What happens here is that we define pl to be a pair of 1 and a pair of 2 and a pair of 3 and a pair of 4 and an empty list. The same is possible using the literal notation:

guile> '(1 . (2 . (3 . (4 . ()))))
(1 2 3 4)

Improper Lists

What happens if the last element of a list is not a pair with an empty list as car but a simple value? This is not hypothetical but easily achievable:

guile> '(1 . (2 . (3 . 4)))
(1 2 3 . 4)

This is Scheme's syntax for an improper list, where the last element's cdr is a value instead of a pair. The dot is an indicator of the last element's nature as a pair between the 3 and 4 instead of between the 4 and an invisible trailing element. Such improper lists can also be created using cons and written as literals:

guile> (cons 1 (cons 2 (cons 3 4)))
(1 2 3 . 4)
guile> '(1 2 3 . 4)
(1 2 3 . 4)

Concatenating Lists

Maybe this section is more about working with lists, but we insert it here because it provides more insight on how lists are structured internally.

The procedure append takes a list and appends another list at its end, as can be seen like this:

guile> (define lst (list 1 2 3 4))
guile> lst
(1 2 3 4)
guile> (append lst (list 5 6))
(1 2 3 4 5 6)

From the user's perspective we have a list (1 2 3 4) and add the elements 5 and 6 to it. But we have to understand this from what we have learnt above.
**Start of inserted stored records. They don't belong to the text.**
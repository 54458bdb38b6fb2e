//! Selig-format airfoil coordinate files.
//!
//! # File Format
//!
//! ```text
//! RAE 2822
//! # optional comments anywhere
//! 1.000000  0.002600
//! 0.999398  0.002769
//! ...
//! ```
//!
//! An optional name header line is followed by (x, z) coordinate pairs in
//! Selig loop order. Lines starting with `#` are comments.

use std::fs::File;
use std::io::{BufRead, BufReader, BufWriter, Write};
use std::path::Path;

use thiserror::Error;

use crate::airfoil::{Airfoil, AirfoilError};

/// Error type for airfoil file I/O.
#[derive(Debug, Error)]
pub enum AirfoilFileError {
    /// File I/O error.
    #[error("Airfoil file I/O error: {0}")]
    Io(#[from] std::io::Error),

    /// Parse error with line number.
    #[error("Parse error at line {line}: {message}")]
    Parse { line: usize, message: String },

    /// The parsed coordinates do not form a valid section.
    #[error("Invalid airfoil data: {0}")]
    Invalid(#[from] AirfoilError),
}

/// Read a Selig-format airfoil file.
///
/// The airfoil name is taken from the header line if present, otherwise
/// from the file stem.
pub fn read_airfoil_dat(path: impl AsRef<Path>) -> Result<Airfoil, AirfoilFileError> {
    let path = path.as_ref();
    let file = File::open(path)?;
    let reader = BufReader::new(file);

    let mut name: Option<String> = None;
    let mut coords = Vec::new();

    for (line_no, line) in reader.lines().enumerate() {
        let line = line?;
        let line_no = line_no + 1;
        let trimmed = line.trim();
        if trimmed.is_empty() || trimmed.starts_with('#') {
            continue;
        }

        let tokens: Vec<&str> = trimmed.split_whitespace().collect();
        let parsed: Option<(f64, f64)> = match tokens.as_slice() {
            [a, b] => match (a.parse(), b.parse()) {
                (Ok(x), Ok(z)) => Some((x, z)),
                _ => None,
            },
            _ => None,
        };

        match parsed {
            Some(pair) => coords.push(pair),
            None => {
                // A non-numeric line is the name header, but only before
                // any coordinates have been seen
                if coords.is_empty() && name.is_none() {
                    name = Some(trimmed.to_string());
                } else {
                    return Err(AirfoilFileError::Parse {
                        line: line_no,
                        message: format!("expected coordinate pair, got '{}'", trimmed),
                    });
                }
            }
        }
    }

    let name = name.unwrap_or_else(|| {
        path.file_stem()
            .map(|s| s.to_string_lossy().into_owned())
            .unwrap_or_else(|| "airfoil".to_string())
    });

    Ok(Airfoil::new(name, coords)?)
}

/// Write an airfoil to a Selig-format file with a name header.
pub fn write_airfoil_dat(path: impl AsRef<Path>, foil: &Airfoil) -> Result<(), AirfoilFileError> {
    let file = File::create(path)?;
    let mut w = BufWriter::new(file);
    writeln!(w, "{}", foil.name)?;
    for (x, z) in &foil.coords {
        writeln!(w, "{:.8} {:.8}", x, z)?;
    }
    w.flush()?;
    Ok(())
}
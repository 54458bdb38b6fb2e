//! Airfoil section type and geometric operations.

use thiserror::Error;

use super::spline::{CubicSpline, SplineError};
use super::Spacing;

/// Error type for airfoil operations.
#[derive(Debug, Error)]
pub enum AirfoilError {
    /// Too few coordinates to describe a section.
    #[error("Airfoil '{name}' has only {count} points, need at least 4")]
    TooFewPoints { name: String, count: usize },

    /// Degenerate chord (all points at the same chordwise station).
    #[error("Airfoil '{0}' has zero chord")]
    ZeroChord(String),

    /// Spline fitting failed during resampling.
    #[error("Resampling failed: {0}")]
    Spline(#[from] SplineError),
}

/// An airfoil section as a loop of (x, z) coordinates.
///
/// Coordinates are stored in Selig loop order: from the upper-surface
/// trailing edge, forward over the upper surface to the leading edge,
/// then aft over the lower surface to the lower-surface trailing edge.
///
/// Operations assume nothing about normalization; call [`normalize`] to
/// shift the leading edge to the origin and scale the chord to 1.
///
/// [`normalize`]: Airfoil::normalize
#[derive(Clone, Debug)]
pub struct Airfoil {
    /// Section name, usually the source file stem.
    pub name: String,
    /// (x, z) coordinate loop in Selig order.
    pub coords: Vec<(f64, f64)>,
}

impl Airfoil {
    /// Create an airfoil, validating the coordinate count and chord.
    pub fn new(name: impl Into<String>, coords: Vec<(f64, f64)>) -> Result<Self, AirfoilError> {
        let name = name.into();
        if coords.len() < 4 {
            return Err(AirfoilError::TooFewPoints {
                name,
                count: coords.len(),
            });
        }
        let foil = Self { name, coords };
        if foil.chord() <= 0.0 {
            return Err(AirfoilError::ZeroChord(foil.name));
        }
        Ok(foil)
    }

    /// Index of the leading-edge point (minimum x).
    pub fn le_index(&self) -> usize {
        let mut best = 0;
        for (i, (x, _)) in self.coords.iter().enumerate() {
            if *x < self.coords[best].0 {
                best = i;
            }
        }
        best
    }

    /// Chord length: extent of the section in x.
    pub fn chord(&self) -> f64 {
        let x_min = self.coords.iter().map(|(x, _)| *x).fold(f64::INFINITY, f64::min);
        let x_max = self
            .coords
            .iter()
            .map(|(x, _)| *x)
            .fold(f64::NEG_INFINITY, f64::max);
        x_max - x_min
    }

    /// Shift the leading edge to the origin and scale the chord to 1.
    pub fn normalize(&mut self) {
        let le = self.coords[self.le_index()];
        let chord = self.chord();
        for (x, z) in &mut self.coords {
            *x = (*x - le.0) / chord;
            *z = (*z - le.1) / chord;
        }
    }

    /// Upper-surface coordinates from leading edge to trailing edge.
    pub fn upper_surface(&self) -> Vec<(f64, f64)> {
        let le = self.le_index();
        let mut upper: Vec<(f64, f64)> = self.coords[..=le].to_vec();
        upper.reverse();
        upper
    }

    /// Lower-surface coordinates from leading edge to trailing edge.
    pub fn lower_surface(&self) -> Vec<(f64, f64)> {
        self.coords[self.le_index()..].to_vec()
    }

    /// Linear interpolation of z on a surface polyline at chordwise station x.
    fn surface_z_at(surface: &[(f64, f64)], x: f64) -> f64 {
        if x <= surface[0].0 {
            return surface[0].1;
        }
        for w in surface.windows(2) {
            let (x0, z0) = w[0];
            let (x1, z1) = w[1];
            if x <= x1 && x1 > x0 {
                let t = (x - x0) / (x1 - x0);
                return z0 + t * (z1 - z0);
            }
        }
        surface[surface.len() - 1].1
    }

    /// Thickness (upper z minus lower z) at chordwise station x.
    pub fn thickness_at(&self, x: f64) -> f64 {
        let upper = self.upper_surface();
        let lower = self.lower_surface();
        Self::surface_z_at(&upper, x) - Self::surface_z_at(&lower, x)
    }

    /// Camber line height at chordwise station x.
    pub fn camber_at(&self, x: f64) -> f64 {
        let upper = self.upper_surface();
        let lower = self.lower_surface();
        0.5 * (Self::surface_z_at(&upper, x) + Self::surface_z_at(&lower, x))
    }

    /// Maximum thickness-to-chord ratio, from a dense chordwise scan.
    pub fn max_thickness(&self) -> f64 {
        let chord = self.chord();
        let x_min = self.coords.iter().map(|(x, _)| *x).fold(f64::INFINITY, f64::min);
        let n = 200;
        let mut t_max: f64 = 0.0;
        for i in 0..=n {
            let x = x_min + chord * i as f64 / n as f64;
            t_max = t_max.max(self.thickness_at(x));
        }
        t_max / chord
    }

    /// Trailing-edge gap: vertical distance between the loop's end points.
    pub fn te_gap(&self) -> f64 {
        let first = self.coords[0];
        let last = self.coords[self.coords.len() - 1];
        first.1 - last.1
    }

    /// Thicken the trailing edge to the given gap with a linear ramp.
    ///
    /// Each surface is shifted vertically by half the gap increase, scaled
    /// by the normalized chordwise station, so the leading edge is
    /// unchanged and the trailing-edge gap becomes exactly `te_height`
    /// (in the airfoil's own chord units).
    pub fn blunt_trailing_edge(&mut self, te_height: f64) {
        let delta = te_height - self.te_gap();
        let chord = self.chord();
        let x_min = self.coords.iter().map(|(x, _)| *x).fold(f64::INFINITY, f64::min);
        let le = self.le_index();
        for (i, (x, z)) in self.coords.iter_mut().enumerate() {
            let frac = (*x - x_min) / chord;
            if i <= le {
                *z += 0.5 * delta * frac;
            } else {
                *z -= 0.5 * delta * frac;
            }
        }
    }

    /// Resample the loop through an arc-length parameterized cubic spline.
    ///
    /// The loop is parameterized by normalized arc length, both coordinates
    /// are fitted with natural cubic splines, and `n_points` samples are
    /// taken under the given spacing law. Cosine spacing clusters points at
    /// both trailing edges; the leading edge sits near mid-parameter.
    pub fn resample(&self, n_points: usize, spacing: Spacing) -> Result<Airfoil, AirfoilError> {
        // Arc-length parameterization of the loop
        let mut s = Vec::with_capacity(self.coords.len());
        s.push(0.0);
        for w in self.coords.windows(2) {
            let (x0, z0) = w[0];
            let (x1, z1) = w[1];
            let ds = ((x1 - x0).powi(2) + (z1 - z0).powi(2)).sqrt();
            s.push(s[s.len() - 1] + ds);
        }
        let total = s[s.len() - 1];
        for si in &mut s {
            *si /= total;
        }

        let xs: Vec<f64> = self.coords.iter().map(|(x, _)| *x).collect();
        let zs: Vec<f64> = self.coords.iter().map(|(_, z)| *z).collect();
        let x_spline = CubicSpline::fit(&s, &xs)?;
        let z_spline = CubicSpline::fit(&s, &zs)?;

        let coords = spacing
            .sample(n_points)
            .into_iter()
            .map(|si| (x_spline.eval(si), z_spline.eval(si)))
            .collect();

        Ok(Airfoil {
            name: self.name.clone(),
            coords,
        })
    }
}

#[cfg(test)]
mod tests {
    use super::*;
    use crate::airfoil::naca4;
    use approx::assert_relative_eq;

    #[test]
    fn test_rejects_degenerate_input() {
        assert!(matches!(
            Airfoil::new("bad", vec![(0.0, 0.0), (1.0, 0.0)]),
            Err(AirfoilError::TooFewPoints { count: 2, .. })
        ));
    }

    #[test]
    fn test_normalize_non_normalized_input() {
        let mut foil = naca4("2412", 41).unwrap();
        // Scale and shift the section away from unit chord
        for (x, z) in &mut foil.coords {
            *x = 3.0 * *x + 2.0;
            *z *= 3.0;
        }
        foil.normalize();
        assert_relative_eq!(foil.chord(), 1.0, epsilon = 1e-12);
        let le = foil.coords[foil.le_index()];
        assert_relative_eq!(le.0, 0.0, epsilon = 1e-12);
    }

    #[test]
    fn test_blunt_te_sets_gap_and_keeps_le() {
        let mut foil = naca4("0012", 65).unwrap();
        let le_before = foil.coords[foil.le_index()];
        foil.blunt_trailing_edge(0.005);
        assert_relative_eq!(foil.te_gap(), 0.005, epsilon = 1e-12);
        let le_after = foil.coords[foil.le_index()];
        assert_relative_eq!(le_before.1, le_after.1, epsilon = 1e-12);
    }

    #[test]
    fn test_resample_preserves_shape() {
        let foil = naca4("0012", 101).unwrap();
        let resampled = foil.resample(201, Spacing::Cosine).unwrap();
        assert_eq!(resampled.coords.len(), 201);
        assert_relative_eq!(resampled.max_thickness(), foil.max_thickness(), epsilon = 1e-3);
        assert_relative_eq!(resampled.chord(), foil.chord(), epsilon = 1e-3);
    }

    #[test]
    fn test_symmetric_section_has_zero_camber() {
        let foil = naca4("0012", 81).unwrap();
        for x in [0.2, 0.5, 0.8] {
            assert_relative_eq!(foil.camber_at(x), 0.0, epsilon = 1e-3);
        }
    }

    #[test]
    fn test_cambered_section_thickness() {
        let foil = naca4("2412", 81).unwrap();
        assert_relative_eq!(foil.max_thickness(), 0.12, epsilon = 2e-3);
        assert!(foil.camber_at(0.4) > 0.015);
    }
}
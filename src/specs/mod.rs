//! Aircraft and mission specification tables.
//!
//! The atmosphere model, the canonical flight points, and the
//! Boeing-717-derived aircraft table the mission analysis consumes. All
//! tables serialize to JSON for downstream optimization tooling.

mod aircraft;
mod atmosphere;
mod drag;
mod flight_point;

pub use aircraft::AircraftSpecs;
pub use atmosphere::{Atmosphere, isa_atmosphere, sutherland_viscosity};
pub use drag::{DragComponent, ParasiteDragBuildup};
pub use flight_point::{
    FlightPoint, FlightPointSet, sea_level_pullup, sea_level_pushdown, standard_cruise,
};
What append really does is replace the empty list that is the cdr of the first list's last element with the second argument, here (5 6). So what originally was '(4 . ()) has now become '(4 . (5 . (6 . ()))). And as this seamlessly integrates with the construction of chained pairs the overall result is a coherent list (1 2 3 4 5 6). Let's see what happens if we don't append a list but instead a pair:

guile> (append lst (cons 5 6))
(1 2 3 4 5 . 6)

The result is an improper list, and by now we can easily explain why this is the case: we have replaced the trailing empty list with a pair whose cdr is not a list but instead a plain value.

The same is true if we append a literal value to the list:

guile> (append lst 5)
(1 2 3 4 . 5)

This time we have directly replaced the cdr of the last element with a literal value, with the same effect of turning the list into an improper list.

Finally we check what happens when we try to append anything to the resulting improper list:

guile> (define lst2 (append lst 5))
guile> lst2
(1 2 3 4 . 5)
guile> (append lst2 6)
standard input:10:1: In procedure append in expression (append l2 6):
standard input:10:1: Wrong type argument in position 1 (expecting empty list): 5
ABORT: (wrong-type-arg)

This doesn't work, and also here we are now able to explain why: we said that append replaces the empty list in the last element's cdr with the appended value. But the improper list does not have such a trailing empty list, instead the cdr is 5, and therefore append can't do its work.